4. (SBU) The analysis in this message contains both good and bad
news. The bad news is that the problems we identified in 2002
mostly remain. Electricity market restructuring has failed to
advance in many jurisdictions and the needed catch-up of investment
in North America's transmission grid has scarcely begun. Perhaps
partly as a result, Canadian players for the most part have not
moved ahead with major expansions of generation capacity. Instead,
Canadian jurisdictions have resolved the mismatch between demand
growth and supply growth by reducing net exports of power to their
neighbors. If and when new generating resources come on stream, a
lack of transmission investment in the northern tier of U.S. States
will help tilt Canadian options in favor of building links east-west
between provinces (links which are currently underdeveloped), rather
than the more usual pattern southward into the USA.

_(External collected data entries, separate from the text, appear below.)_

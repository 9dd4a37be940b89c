// SPDX-License-Identifier: BUSL-1.1
// Copyright (c) 2026 Alfred Jean LLC

//! Shared fixtures for the workspace specs.

use std::collections::BTreeMap;
use std::path::PathBuf;
use std::sync::Arc;

pub use baton_core::{ContainerSpec, ObservedContainer, RegistryAuth};
pub use baton_daemon::adapters::{FakeRuntime, RegistryAuthStore, RuntimeCall};
pub use baton_daemon::config::{Config, RequestConfig};
pub use baton_daemon::engine::{CycleOutcome, Engine};
pub use baton_daemon::fetch::FakeManagement;

/// A wired-up agent: real engine, fake collaborators, throwaway state dir.
pub struct Agent {
    pub management: FakeManagement,
    pub runtime: Arc<FakeRuntime>,
    pub engine: Engine<FakeManagement, FakeRuntime>,
    /// Where the credential store materializes `config.json`.
    pub credential_file: PathBuf,
    _state_dir: tempfile::TempDir,
}

/// The container name the agent runs under in these specs.
pub const SELF_NAME: &str = "baton-agent";

pub fn agent() -> Agent {
    let state_dir = tempfile::tempdir().expect("temp state dir");
    let config_dir = state_dir.path().join("docker-config");
    let config = Config {
        management_url: "https://mgmt.example.com/api/v1".to_string(),
        project: "acme".to_string(),
        channel: "production".to_string(),
        key: "0123abcd".to_string(),
        self_name: SELF_NAME.to_string(),
        request: RequestConfig::default(),
    };

    let management = FakeManagement::new();
    let runtime = Arc::new(FakeRuntime::new());
    let auth = RegistryAuthStore::new(config_dir.clone());
    let engine = Engine::new(management.clone(), Arc::clone(&runtime), auth, &config);

    Agent {
        management,
        runtime,
        engine,
        credential_file: config_dir.join("config.json"),
        _state_dir: state_dir,
    }
}

/// A desired spec for `slug` pinned to `digest`.
pub fn spec(slug: &str, digest: &str, env: &[&str]) -> ContainerSpec {
    ContainerSpec {
        slug: slug.to_string(),
        name: format!("registry.example.com/acme/{slug}"),
        image: format!("registry.example.com/acme/{slug}:latest"),
        digest: digest.to_string(),
        environment: env.iter().map(|e| e.to_string()).collect(),
        launch_parameters: BTreeMap::new(),
        registry_auth: None,
    }
}

/// An observed container unrelated to any spec.
pub fn running(name: &str, image: &str) -> ObservedContainer {
    ObservedContainer::new(name, image, Vec::new())
}

/// The observed state a converged runtime reports for `spec`.
pub fn converged(spec: &ContainerSpec) -> ObservedContainer {
    let mut env = spec.environment.clone();
    env.push("PATH=/usr/local/bin:/usr/bin".to_string());
    ObservedContainer::new(spec.slug.clone(), spec.digest.clone(), env)
}

/// Names the runtime currently reports, in order.
pub fn observed_names(agent: &Agent) -> Vec<String> {
    agent.runtime.observed().into_iter().map(|c| c.name).collect()
}
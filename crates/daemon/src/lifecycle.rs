// SPDX-License-Identifier: BUSL-1.1
// Copyright (c) 2026 Alfred Jean LLC

//! Agent lifecycle management: startup, shutdown.
//!
//! Startup acquires the single-instance lock and probes the container
//! runtime before the reconcile loop starts, so a second agent instance or
//! an unreachable runtime fails fast instead of half-working.

use std::fs::File;
use std::io::Write;
use std::path::PathBuf;

use fs2::FileExt;
use thiserror::Error;
use tracing::{info, warn};

use crate::adapters::{ContainerRuntime, RuntimeError};

/// Filesystem layout under the agent state directory.
#[derive(Debug, Clone)]
pub struct Paths {
    /// Root state directory (e.g. ~/.local/state/baton)
    pub state_dir: PathBuf,
    /// Path to lock/PID file
    pub lock_path: PathBuf,
    /// Path to the agent config file
    pub config_path: PathBuf,
    /// Private DOCKER_CONFIG directory for scoped registry credentials
    pub docker_config_dir: PathBuf,
}

impl Paths {
    /// Resolve the filesystem layout from the environment.
    pub fn load() -> Result<Self, StartupError> {
        let state_dir = crate::env::state_dir()?;
        Ok(Self {
            lock_path: state_dir.join("batond.pid"),
            config_path: crate::env::config_path(&state_dir),
            docker_config_dir: state_dir.join("docker-config"),
            state_dir,
        })
    }
}

/// Agent state during operation.
pub struct DaemonState {
    /// Filesystem layout
    pub paths: Paths,
    // NOTE(lifetime): Held to maintain exclusive file lock; released on drop
    #[allow(dead_code)]
    lock_file: File,
}

impl DaemonState {
    /// Shutdown the agent gracefully.
    pub fn shutdown(&mut self) {
        info!("Shutting down agent...");

        // 1. Remove PID file
        if self.paths.lock_path.exists() {
            if let Err(e) = std::fs::remove_file(&self.paths.lock_path) {
                warn!("Failed to remove PID file: {}", e);
            }
        }

        // 2. Lock file is released automatically when self.lock_file is dropped

        info!("Agent shutdown complete");
    }
}

/// Start the agent
pub async fn startup<R: ContainerRuntime>(
    paths: &Paths,
    runtime: &R,
) -> Result<DaemonState, StartupError> {
    match startup_inner(paths, runtime).await {
        Ok(state) => Ok(state),
        Err(e) => {
            // Don't clean up if we failed to acquire the lock —
            // those files belong to the already-running agent.
            if !matches!(e, StartupError::AlreadyRunning(_)) {
                cleanup_on_failure(paths);
            }
            Err(e)
        }
    }
}

/// Inner startup logic - cleanup_on_failure called if this fails
async fn startup_inner<R: ContainerRuntime>(
    paths: &Paths,
    runtime: &R,
) -> Result<DaemonState, StartupError> {
    // 1. Create state directory
    std::fs::create_dir_all(&paths.state_dir)?;

    // 2. Acquire lock file FIRST - prevents races
    // Use OpenOptions to avoid truncating the file before we hold the lock,
    // which would wipe the running agent's PID.
    let lock_file = std::fs::OpenOptions::new()
        .write(true)
        .create(true)
        .truncate(false)
        .open(&paths.lock_path)?;
    lock_file.try_lock_exclusive().map_err(StartupError::AlreadyRunning)?;

    // Write PID to lock file (truncate now that we hold the lock)
    let mut lock_file = lock_file;
    lock_file.set_len(0)?;
    writeln!(lock_file, "{}", std::process::id())?;
    let lock_file = lock_file; // Drop mutability

    // 3. Remove a stale credential file left behind by a crash. Credentials
    // are only ever installed for the duration of a single launch.
    let stale = paths.docker_config_dir.join("config.json");
    if stale.exists() {
        warn!(path = %stale.display(), "removing stale registry credential file");
        std::fs::remove_file(&stale)?;
    }

    // 4. Probe the container runtime so a missing or unreachable engine
    // fails startup instead of failing every cycle.
    runtime.ping().await?;

    info!(pid = std::process::id(), "Agent started");

    Ok(DaemonState { paths: paths.clone(), lock_file })
}

/// Clean up resources on startup failure
fn cleanup_on_failure(paths: &Paths) {
    // Remove PID/lock file
    if paths.lock_path.exists() {
        let _ = std::fs::remove_file(&paths.lock_path);
    }
}

/// Startup errors. All of them are fatal: the process logs the error and
/// exits non-zero.
#[derive(Debug, Error)]
pub enum StartupError {
    #[error("Could not determine state directory")]
    NoStateDir,

    #[error("Failed to acquire lock: agent already running?")]
    AlreadyRunning(#[source] std::io::Error),

    #[error("Failed to read config at {0}: {1}")]
    ConfigRead(PathBuf, #[source] std::io::Error),

    #[error("Invalid config at {0}: {1}")]
    ConfigParse(PathBuf, #[source] toml::de::Error),

    #[error("Config field `{0}` must not be empty")]
    ConfigField(&'static str),

    #[error("Container runtime is unreachable: {0}")]
    Runtime(#[from] RuntimeError),

    #[error("IO error: {0}")]
    Io(#[from] std::io::Error),
}

#[cfg(test)]
#[path = "lifecycle_tests.rs"]
mod tests;
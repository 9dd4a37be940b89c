// SPDX-License-Identifier: BUSL-1.1
// Copyright (c) 2026 Alfred Jean LLC

//! Desired-state fetching from the management service.
//!
//! Validation happens here, at the boundary: a batch that reaches the rest
//! of the agent has already passed schema decoding and
//! [`baton_core::validate_batch`]. Anything wrong with a response turns the
//! current cycle into a no-op, never more than that.

use async_trait::async_trait;
use baton_core::{validate_batch, ContainerSpec, SpecError};
use thiserror::Error;

use crate::config::Config;

/// Client-side view of the management service.
#[async_trait]
pub trait ManagementApi: Send + Sync + 'static {
    /// Fetch the desired-state batch for this agent's project and channel.
    async fn fetch_desired(&self) -> Result<Vec<ContainerSpec>, FetchError>;
}

/// Errors from desired-state fetching
#[derive(Debug, Error)]
pub enum FetchError {
    #[error("request failed: {0}")]
    Transport(#[from] reqwest::Error),

    #[error("management service returned {status} for {url}")]
    Status { status: reqwest::StatusCode, url: String },

    #[error("undecodable response body: {0}")]
    Decode(#[source] serde_json::Error),

    #[error("invalid desired-state batch: {0}")]
    Schema(#[from] SpecError),
}

/// HTTP client for the management service.
///
/// Sends `GET {management_url}/{project}/{channel}/` with token auth. The
/// `gzip` feature handles content negotiation and transparent
/// decompression; setting `Accept-Encoding` by hand would turn that off.
pub struct ManagementClient {
    http: reqwest::Client,
    endpoint: String,
    key: String,
}

impl ManagementClient {
    pub fn new(config: &Config) -> Result<Self, FetchError> {
        let http = reqwest::Client::builder()
            .user_agent(crate::env::USER_AGENT)
            .timeout(config.request_timeout())
            .build()?;
        Ok(Self { http, endpoint: config.endpoint(), key: config.key.clone() })
    }
}

#[async_trait]
impl ManagementApi for ManagementClient {
    async fn fetch_desired(&self) -> Result<Vec<ContainerSpec>, FetchError> {
        let response = self
            .http
            .get(&self.endpoint)
            .header(reqwest::header::AUTHORIZATION, format!("Token {}", self.key))
            .send()
            .await?;

        let status = response.status();
        if !status.is_success() {
            return Err(FetchError::Status { status, url: self.endpoint.clone() });
        }

        // Decode from the body text rather than response.json() so decode
        // failures carry the serde error instead of a generic reqwest one.
        let body = response.text().await?;
        let specs: Vec<ContainerSpec> =
            serde_json::from_str(&body).map_err(FetchError::Decode)?;
        validate_batch(&specs)?;
        Ok(specs)
    }
}

#[cfg(any(test, feature = "test-support"))]
mod fake {
    use super::{FetchError, ManagementApi};
    use async_trait::async_trait;
    use baton_core::{ContainerSpec, SpecError};
    use parking_lot::Mutex;
    use std::sync::Arc;

    /// Fake management service for testing.
    ///
    /// Serves a scripted batch, or a scripted failure.
    #[derive(Clone)]
    pub struct FakeManagement {
        inner: Arc<Mutex<FakeManagementState>>,
    }

    struct FakeManagementState {
        desired: Vec<ContainerSpec>,
        fail: bool,
        fetches: usize,
    }

    impl Default for FakeManagement {
        fn default() -> Self {
            Self {
                inner: Arc::new(Mutex::new(FakeManagementState {
                    desired: Vec::new(),
                    fail: false,
                    fetches: 0,
                })),
            }
        }
    }

    impl FakeManagement {
        pub fn new() -> Self {
            Self::default()
        }

        /// Serve this batch on subsequent fetches.
        pub fn set_desired(&self, desired: Vec<ContainerSpec>) {
            let mut state = self.inner.lock();
            state.desired = desired;
            state.fail = false;
        }

        /// Fail subsequent fetches.
        pub fn fail_fetches(&self) {
            self.inner.lock().fail = true;
        }

        /// Number of fetches served so far.
        pub fn fetches(&self) -> usize {
            self.inner.lock().fetches
        }
    }

    #[async_trait]
    impl ManagementApi for FakeManagement {
        async fn fetch_desired(&self) -> Result<Vec<ContainerSpec>, FetchError> {
            let mut state = self.inner.lock();
            state.fetches += 1;
            if state.fail {
                return Err(FetchError::Schema(SpecError::EmptyField("slug")));
            }
            Ok(state.desired.clone())
        }
    }
}

// Test support - only compiled for tests or when explicitly requested
#[cfg(any(test, feature = "test-support"))]
pub use fake::FakeManagement;

#[cfg(test)]
#[path = "fetch_tests.rs"]
mod tests;
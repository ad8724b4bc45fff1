//! User credential and social-graph model for a Conduit-style API.
//!
//! Owns per-user secret material (salt + KDF hash), issues time-boxed
//! signed session tokens, and maintains the `following` and `favorites`
//! relations. Persistence goes through the [`UserStore`] trait; the HTTP
//! layer is expected to live in a separate crate and call into
//! [`UserService`] plus the view methods on [`User`].

pub mod auth;
pub mod config;
pub mod db;
pub mod types;

pub use auth::token::TokenSigner;
pub use config::EnvConfig;
pub use db::memory::MemStore;
pub use db::postgres::PgStore;
pub use db::store::UserStore;
pub use db::users::UserService;
pub use types::error::AppError;
pub use types::token::Claims;
pub use types::user::{AuthView, NewUser, ProfileView, User};
use sea_orm_migration::prelude::*;

#[derive(DeriveMigrationName)]
pub struct Migration;

#[async_trait::async_trait]
impl MigrationTrait for Migration {
    async fn up(&self, manager: &SchemaManager) -> Result<(), DbErr> {
        manager
            .create_table(
                Table::create()
                    .table(User::Table)
                    .col(
                        ColumnDef::new(User::Id)
                            .uuid()
                            .not_null()
                            .primary_key()
                    )
                    .col(
                        ColumnDef::new(User::Username)
                            .string()
                            .not_null()
                    )
                    .col(
                        ColumnDef::new(User::Email)
                            .string()
                            .not_null()
                    )
                    .col(ColumnDef::new(User::Bio).string())
                    .col(ColumnDef::new(User::Image).string())
                    .col(
                        ColumnDef::new(User::Salt)
                            .string()
                            .not_null()
                    )
                    .col(
                        ColumnDef::new(User::Hash)
                            .string()
                            .not_null()
                    )
                    .col(
                        ColumnDef::new(User::CreatedAt)
                            .timestamp_with_time_zone()
                            .not_null()
                    )
                    .col(
                        ColumnDef::new(User::UpdatedAt)
                            .timestamp_with_time_zone()
                            .not_null()
                    )
                    .to_owned()
            )
            .await?;

        // usernames and emails are stored lowercased, so plain unique
        // indexes give case-insensitive uniqueness
        manager
            .create_index(
                Index::create()
                    .name("idx_user_username")
                    .table(User::Table)
                    .col(User::Username)
                    .unique()
                    .to_owned(),
            )
            .await?;
        manager
            .create_index(
                Index::create()
                    .name("idx_user_email")
                    .table(User::Table)
                    .col(User::Email)
                    .unique()
                    .to_owned(),
            )
            .await?;
        Ok(())
    }

    async fn down(&self, manager: &SchemaManager) -> Result<(), DbErr> {
        manager
            .drop_table(
                Table::drop()
                    .table(User::Table)
                    .if_exists()
                    .to_owned(),
            )
            .await?;
        Ok(())
    }
}

#[derive(DeriveIden)]
enum User {
    Table,
    Id,
    Username,
    Email,
    Bio,
    Image,
    Salt,
    Hash,
    CreatedAt,
    UpdatedAt,
}
use chrono::{Duration, Utc};
use jsonwebtoken::errors::ErrorKind;
use jsonwebtoken::{decode, encode, DecodingKey, EncodingKey, Header, Validation};

use crate::types::error::AppError;
use crate::types::token::Claims;
use crate::types::user::User;

/// Validity window for issued tokens.
pub const TOKEN_TTL_DAYS: i64 = 60;

/// Signs and verifies session tokens with a single HS256 secret. Built
/// once from config at startup; there is no key versioning, so rotating
/// the secret invalidates everything already issued.
pub struct TokenSigner {
    encoding: EncodingKey,
    decoding: DecodingKey,
}

impl TokenSigner {
    pub fn new(secret: &str) -> Self {
        Self {
            encoding: EncodingKey::from_secret(secret.as_bytes()),
            decoding: DecodingKey::from_secret(secret.as_bytes()),
        }
    }

    /// Issues a token over `{id, username, exp}` expiring 60 days out,
    /// in whole seconds since the epoch.
    pub fn sign(&self, user: &User) -> Result<String, AppError> {
        let exp = (Utc::now() + Duration::days(TOKEN_TTL_DAYS)).timestamp();
        let claims = Claims {
            id: user.id,
            username: user.username.clone(),
            exp,
        };
        encode(&Header::default(), &claims, &self.encoding)
            .map_err(|e| AppError::Internal(e.to_string()))
    }

    /// Rejects bad signatures and expired tokens as distinct errors.
    /// No clock leeway: a token whose `exp` has passed is expired,
    /// even by a second.
    pub fn verify(&self, token: &str) -> Result<Claims, AppError> {
        let mut validation = Validation::default();
        validation.leeway = 0;
        match decode::<Claims>(token, &self.decoding, &validation) {
            Ok(data) => Ok(data.claims),
            Err(e) if matches!(e.kind(), ErrorKind::ExpiredSignature) => Err(AppError::TokenExpired),
            Err(_) => Err(AppError::InvalidToken),
        }
    }
}

#[cfg(test)]
mod tests {
    use super::*;
    use uuid::Uuid;

    fn sample_user() -> User {
        User::new(Uuid::new_v4(), "jake".into(), "jake@jake.jake".into(), Utc::now())
    }

    #[test]
    fn sign_then_verify_round_trips_identity() {
        let signer = TokenSigner::new("secret");
        let user = sample_user();

        let issued_at = Utc::now().timestamp();
        let token = signer.sign(&user).unwrap();
        let claims = signer.verify(&token).unwrap();

        assert_eq!(claims.id, user.id);
        assert_eq!(claims.username, user.username);
        // exp lands 60 days out, give or take a second of test runtime
        let expected = issued_at + TOKEN_TTL_DAYS * 24 * 60 * 60;
        assert!((claims.exp - expected).abs() <= 1);
    }

    #[test]
    fn verify_rejects_expired_token() {
        let signer = TokenSigner::new("secret");
        let user = sample_user();
        let claims = Claims {
            id: user.id,
            username: user.username.clone(),
            // expired only just; decoding must not grant leeway
            exp: Utc::now().timestamp() - 30,
        };
        let stale = encode(
            &Header::default(),
            &claims,
            &EncodingKey::from_secret(b"secret"),
        )
        .unwrap();

        assert!(matches!(signer.verify(&stale), Err(AppError::TokenExpired)));
    }

    #[test]
    fn verify_rejects_foreign_signature() {
        let signer = TokenSigner::new("secret");
        let other = TokenSigner::new("rotated");
        let token = signer.sign(&sample_user()).unwrap();

        assert!(matches!(other.verify(&token), Err(AppError::InvalidToken)));
    }

    #[test]
    fn verify_rejects_garbage() {
        let signer = TokenSigner::new("secret");
        assert!(matches!(
            signer.verify("not.a.token"),
            Err(AppError::InvalidToken)
        ));
    }
}
pub mod error;
pub mod token;
pub mod user;
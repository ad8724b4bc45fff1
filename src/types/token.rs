use serde::{Deserialize, Serialize};
use uuid::Uuid;

/// JWT claims: the user's identity plus expiry, nothing else. Tokens are
/// never persisted; verification is signature + expiry alone.
#[derive(Debug, Clone, Serialize, Deserialize)]
pub struct Claims {
    pub id: Uuid,
    pub username: String,
    pub exp: i64,
}
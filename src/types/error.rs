use sea_orm::DbErr;
use thiserror::Error;

pub const BLANK: &str = "can't be blank";
pub const INVALID: &str = "is invalid";
pub const TAKEN: &str = "is already taken.";

#[derive(Debug, Error)]
pub enum AppError {
    // field-level failures, surfaced verbatim to API clients
    #[error("{field} {message}")]
    Validation {
        field: &'static str,
        message: &'static str,
    },
    #[error("not found")]
    NotFound,

    // auth failures; never carry secret material
    #[error("invalid email or password")]
    InvalidCredentials,
    #[error("invalid token")]
    InvalidToken,
    #[error("token expired")]
    TokenExpired,

    // infra things
    #[error(transparent)]
    Db(DbErr),
    #[error("internal error: {0}")]
    Internal(String),
}

impl From<DbErr> for AppError {
    fn from(e: DbErr) -> Self {
        AppError::from_db(e)
    }
}

impl AppError {
    pub fn blank(field: &'static str) -> Self {
        AppError::Validation {
            field,
            message: BLANK,
        }
    }

    pub fn invalid(field: &'static str) -> Self {
        AppError::Validation {
            field,
            message: INVALID,
        }
    }

    pub fn taken(field: &'static str) -> Self {
        AppError::Validation {
            field,
            message: TAKEN,
        }
    }

    fn from_db(err: DbErr) -> Self {
        match &err {
            DbErr::RecordNotFound(_) => AppError::NotFound,
            _ => AppError::Db(err),
        }
    }
}
use chrono::Utc;
use tracing::debug;
use uuid::Uuid;

use crate::db::store::UserStore;
use crate::types::error::AppError;
use crate::types::user::{NewUser, ProfileView, User};

/// Model operations over a [`UserStore`]. This is the complete surface
/// the HTTP layer calls; mutations return only after the store has
/// confirmed them, so a success is a durable success.
pub struct UserService<S> {
    store: S,
}

impl<S: UserStore> UserService<S> {
    pub fn new(store: S) -> Self {
        Self { store }
    }

    pub fn store(&self) -> &S {
        &self.store
    }

    /// Registration: validate, hash the password, persist. The salt and
    /// hash are computed before the record ever reaches the store.
    pub async fn register(&self, new: NewUser) -> Result<User, AppError> {
        let new = new.validated()?;
        if self.store.find_by_username(&new.username).await?.is_some() {
            return Err(AppError::taken("username"));
        }
        if self.store.find_by_email(&new.email).await?.is_some() {
            return Err(AppError::taken("email"));
        }

        let mut user = User::new(Uuid::new_v4(), new.username, new.email, Utc::now());
        user.set_password(&new.password);
        self.store.insert(&user).await?;
        debug!(username = %user.username, "registered user");
        Ok(user)
    }

    /// Login by email. Unknown email and wrong password are
    /// indistinguishable to the caller.
    pub async fn login(&self, email: &str, password: &str) -> Result<User, AppError> {
        let email = email.to_lowercase();
        let user = self
            .store
            .find_by_email(&email)
            .await?
            .ok_or(AppError::InvalidCredentials)?;
        if !user.valid_password(password) {
            return Err(AppError::InvalidCredentials);
        }
        Ok(user)
    }

    pub async fn change_password(&self, user: &mut User, password: &str) -> Result<(), AppError> {
        if password.is_empty() {
            return Err(AppError::blank("password"));
        }
        user.set_password(password);
        user.updated_at = Utc::now();
        self.store.save(user).await
    }

    /// Profile of `username` as seen by `viewer`. Missing users are
    /// `NotFound`, not a validation failure.
    pub async fn profile(
        &self,
        username: &str,
        viewer: Option<&User>,
    ) -> Result<ProfileView, AppError> {
        let username = username.to_lowercase();
        let user = self
            .store
            .find_by_username(&username)
            .await?
            .ok_or(AppError::NotFound)?;
        Ok(user.profile_view(viewer))
    }

    /// Follow requires the target to exist; a dangling edge would show
    /// up as a phantom profile later.
    pub async fn follow(&self, user: &mut User, target: Uuid) -> Result<(), AppError> {
        if self.store.find_by_id(target).await?.is_none() {
            return Err(AppError::NotFound);
        }
        if user.follow(target) {
            if let Err(e) = self.touch_and_save(user).await {
                user.unfollow(target);
                return Err(e);
            }
        }
        Ok(())
    }

    pub async fn unfollow(&self, user: &mut User, target: Uuid) -> Result<(), AppError> {
        if user.unfollow(target) {
            if let Err(e) = self.touch_and_save(user).await {
                user.follow(target);
                return Err(e);
            }
        }
        Ok(())
    }

    /// Favorite targets are content items owned by another service, so
    /// no existence check happens here.
    pub async fn favorite(&self, user: &mut User, item: Uuid) -> Result<(), AppError> {
        if user.favorite(item) {
            if let Err(e) = self.touch_and_save(user).await {
                user.unfavorite(item);
                return Err(e);
            }
        }
        Ok(())
    }

    pub async fn unfavorite(&self, user: &mut User, item: Uuid) -> Result<(), AppError> {
        if user.unfavorite(item) {
            if let Err(e) = self.touch_and_save(user).await {
                user.favorite(item);
                return Err(e);
            }
        }
        Ok(())
    }

    // bumps updated_at around the save so a failed save leaves the
    // caller's value exactly as it was; relation ops undo their set
    // change on the error branch for the same reason
    async fn touch_and_save(&self, user: &mut User) -> Result<(), AppError> {
        let prev = user.updated_at;
        user.updated_at = Utc::now();
        if let Err(e) = self.store.save(user).await {
            user.updated_at = prev;
            return Err(e);
        }
        Ok(())
    }
}
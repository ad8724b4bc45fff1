use pbkdf2::pbkdf2_hmac;
use rand_core::{OsRng, RngCore};
use sha2::Sha512;
use subtle::ConstantTimeEq;

const SALT_LEN: usize = 16;
const KDF_ITERATIONS: u32 = 10_000;
const KDF_OUTPUT_LEN: usize = 512;

/// Salt and hash pair as stored on the user record, both hex-encoded.
#[derive(Debug, Clone)]
pub struct Derived {
    pub salt: String,
    pub hash: String,
}

/// Derives a fresh salt + hash from a plaintext password. Every call
/// draws a new salt, so two calls with the same password disagree.
pub fn derive(password: &str) -> Derived {
    let mut salt_bytes = [0u8; SALT_LEN];
    let mut rng = OsRng;
    rng.fill_bytes(&mut salt_bytes);
    let salt = hex::encode(salt_bytes);
    let hash = derive_with_salt(password, &salt);
    Derived { salt, hash }
}

/// PBKDF2-HMAC-SHA512 over the password with the stored (hex) salt.
pub fn derive_with_salt(password: &str, salt: &str) -> String {
    let mut out = vec![0u8; KDF_OUTPUT_LEN];
    pbkdf2_hmac::<Sha512>(password.as_bytes(), salt.as_bytes(), KDF_ITERATIONS, &mut out);
    hex::encode(out)
}

/// Recomputes the digest with the stored salt and compares in constant
/// time. Length mismatch short-circuits to false inside `ct_eq`.
pub fn verify(password: &str, salt: &str, hash: &str) -> bool {
    let computed = derive_with_salt(password, salt);
    bool::from(computed.as_bytes().ct_eq(hash.as_bytes()))
}
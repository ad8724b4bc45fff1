pub use sea_orm_migration::prelude::*;

mod m20240115_000001_create_user_table;
mod m20240115_000002_create_relation_tables;

pub struct Migrator;

#[async_trait::async_trait]
impl MigratorTrait for Migrator {
    fn migrations() -> Vec<Box<dyn MigrationTrait>> {
        vec![
            Box::new(m20240115_000001_create_user_table::Migration),
            Box::new(m20240115_000002_create_relation_tables::Migration),
        ]
    }
}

5. (U) The good news is that the opportunities we saw in 2002 also
remain present. Canada continues to have enormous undeveloped
generating potential. Many Canadian players are interested in
tapping this potential and opening up export opportunities. Our two
countries' bi-national response to the August 2003 outage clearly
demonstrated that we can coordinate successful, high-level
approaches to the sector's problems. The U.S. Energy Policy Act of
2005 strengthened the USG's capacity to address these challenges.
In particular, USDOE's 2006 National Electric Transmission
Congestion Study focused attention on the capacity issue in the U.S.
domestic grid, including specific problem areas in northern border



6. (U) Early in 2001, with energy policy at the top of the new
Administration's agenda, then Canadian Prime Minister Jean Chretien
suggested to President Bush that transmission grid improvements
could unlock major undeveloped electric generating resources in
Qcould unlock major undeveloped electric generating resources in
Canada. While Chretien focused particularly on hydroelectric sites
in northern Manitoba (Nelson River), there was considerable
potential in hydro resources in other regions (such as Labrador and
Quebec) and in oilsands cogeneration in Alberta.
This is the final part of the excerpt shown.